Work to be completed
Copy exactly the lines from the one containing "use crate::errors::Result;" through the last line of the records, both included, and nothing more.

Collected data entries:
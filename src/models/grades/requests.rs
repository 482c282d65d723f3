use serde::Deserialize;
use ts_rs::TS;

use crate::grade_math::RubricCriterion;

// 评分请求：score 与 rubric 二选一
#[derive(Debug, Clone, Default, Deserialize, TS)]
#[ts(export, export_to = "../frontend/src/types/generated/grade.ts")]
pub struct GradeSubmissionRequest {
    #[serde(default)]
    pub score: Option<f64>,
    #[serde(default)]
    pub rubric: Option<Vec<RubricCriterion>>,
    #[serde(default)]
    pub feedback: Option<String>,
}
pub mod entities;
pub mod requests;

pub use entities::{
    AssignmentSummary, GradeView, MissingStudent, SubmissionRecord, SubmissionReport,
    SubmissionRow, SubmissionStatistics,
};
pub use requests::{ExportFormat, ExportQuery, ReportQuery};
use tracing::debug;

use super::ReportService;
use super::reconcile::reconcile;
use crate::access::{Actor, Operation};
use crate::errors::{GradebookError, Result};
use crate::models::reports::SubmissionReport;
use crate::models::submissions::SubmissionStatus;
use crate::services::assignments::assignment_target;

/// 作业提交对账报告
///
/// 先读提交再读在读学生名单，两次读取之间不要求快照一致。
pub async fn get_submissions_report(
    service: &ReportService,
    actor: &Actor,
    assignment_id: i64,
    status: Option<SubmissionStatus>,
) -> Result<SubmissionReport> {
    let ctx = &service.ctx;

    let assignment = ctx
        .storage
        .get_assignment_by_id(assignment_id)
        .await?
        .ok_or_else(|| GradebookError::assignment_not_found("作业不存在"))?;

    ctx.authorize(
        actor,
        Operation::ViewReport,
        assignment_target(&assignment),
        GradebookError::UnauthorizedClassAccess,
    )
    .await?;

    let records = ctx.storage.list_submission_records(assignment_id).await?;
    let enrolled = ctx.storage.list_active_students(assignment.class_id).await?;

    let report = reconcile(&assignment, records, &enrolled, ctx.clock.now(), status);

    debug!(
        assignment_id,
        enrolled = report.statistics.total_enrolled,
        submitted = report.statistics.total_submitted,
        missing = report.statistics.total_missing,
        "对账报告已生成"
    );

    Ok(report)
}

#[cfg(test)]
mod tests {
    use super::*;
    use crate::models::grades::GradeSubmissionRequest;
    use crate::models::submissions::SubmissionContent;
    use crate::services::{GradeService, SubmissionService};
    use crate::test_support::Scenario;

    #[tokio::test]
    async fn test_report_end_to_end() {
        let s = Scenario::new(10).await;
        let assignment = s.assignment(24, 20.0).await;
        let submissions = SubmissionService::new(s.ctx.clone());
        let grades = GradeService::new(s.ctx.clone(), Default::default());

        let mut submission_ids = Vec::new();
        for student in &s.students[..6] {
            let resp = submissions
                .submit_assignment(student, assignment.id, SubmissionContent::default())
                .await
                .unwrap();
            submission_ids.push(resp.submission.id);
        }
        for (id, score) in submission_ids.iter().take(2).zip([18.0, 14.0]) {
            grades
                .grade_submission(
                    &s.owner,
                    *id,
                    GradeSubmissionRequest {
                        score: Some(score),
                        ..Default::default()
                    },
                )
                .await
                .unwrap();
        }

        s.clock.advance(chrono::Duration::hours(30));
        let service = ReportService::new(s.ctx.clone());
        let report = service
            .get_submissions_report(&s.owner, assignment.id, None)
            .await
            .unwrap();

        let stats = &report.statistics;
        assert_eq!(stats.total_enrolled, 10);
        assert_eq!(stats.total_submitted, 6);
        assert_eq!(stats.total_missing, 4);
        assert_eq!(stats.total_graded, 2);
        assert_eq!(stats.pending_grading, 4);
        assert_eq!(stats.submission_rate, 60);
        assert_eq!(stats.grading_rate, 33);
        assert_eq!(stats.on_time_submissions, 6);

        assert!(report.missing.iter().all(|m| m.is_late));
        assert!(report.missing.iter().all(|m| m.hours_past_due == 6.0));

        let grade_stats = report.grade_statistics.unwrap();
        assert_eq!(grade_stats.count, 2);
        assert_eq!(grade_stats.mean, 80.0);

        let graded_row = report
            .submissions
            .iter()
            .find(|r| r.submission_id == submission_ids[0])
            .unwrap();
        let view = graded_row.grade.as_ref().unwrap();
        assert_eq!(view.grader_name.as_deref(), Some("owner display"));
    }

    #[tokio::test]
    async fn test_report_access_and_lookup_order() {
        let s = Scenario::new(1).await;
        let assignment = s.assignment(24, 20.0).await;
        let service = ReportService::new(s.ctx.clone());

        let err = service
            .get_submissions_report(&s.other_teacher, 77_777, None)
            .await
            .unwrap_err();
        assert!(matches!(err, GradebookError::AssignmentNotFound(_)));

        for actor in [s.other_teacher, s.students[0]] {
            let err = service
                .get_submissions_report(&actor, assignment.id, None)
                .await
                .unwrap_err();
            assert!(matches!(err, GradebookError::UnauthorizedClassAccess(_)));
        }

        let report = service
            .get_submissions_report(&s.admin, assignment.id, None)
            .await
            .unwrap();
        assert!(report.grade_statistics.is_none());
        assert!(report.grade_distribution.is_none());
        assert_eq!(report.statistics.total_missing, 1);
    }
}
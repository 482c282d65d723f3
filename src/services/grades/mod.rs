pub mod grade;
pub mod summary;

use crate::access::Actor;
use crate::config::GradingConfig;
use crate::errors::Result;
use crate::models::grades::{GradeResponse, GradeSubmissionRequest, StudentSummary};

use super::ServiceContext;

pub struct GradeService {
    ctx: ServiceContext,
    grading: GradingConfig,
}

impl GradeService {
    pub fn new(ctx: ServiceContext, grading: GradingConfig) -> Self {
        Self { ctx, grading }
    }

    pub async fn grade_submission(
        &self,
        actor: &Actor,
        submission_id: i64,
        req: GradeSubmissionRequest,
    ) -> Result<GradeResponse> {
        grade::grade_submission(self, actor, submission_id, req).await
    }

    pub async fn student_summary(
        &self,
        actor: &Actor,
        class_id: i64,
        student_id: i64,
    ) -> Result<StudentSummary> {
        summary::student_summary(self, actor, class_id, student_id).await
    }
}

Expected answer
use crate::errors::Result;
use crate::models::grades::{GradeResponse, GradeSubmissionRequest, StudentSummary};

use super::ServiceContext;

pub struct GradeService {
    ctx: ServiceContext,
    grading: GradingConfig,
}

impl GradeService {
    pub fn new(ctx: ServiceContext, grading: GradingConfig) -> Self {
        Self { ctx, grading }
    }

    pub async fn grade_submission(
        &self,
        actor: &Actor,
        submission_id: i64,
        req: GradeSubmissionRequest,
    ) -> Result<GradeResponse> {
        grade::grade_submission(self, actor, submission_id, req).await
    }

    pub async fn student_summary(
        &self,
        actor: &Actor,
        class_id: i64,
        student_id: i64,
    ) -> Result<StudentSummary> {
        summary::student_summary(self, actor, class_id, student_id).await
    }
}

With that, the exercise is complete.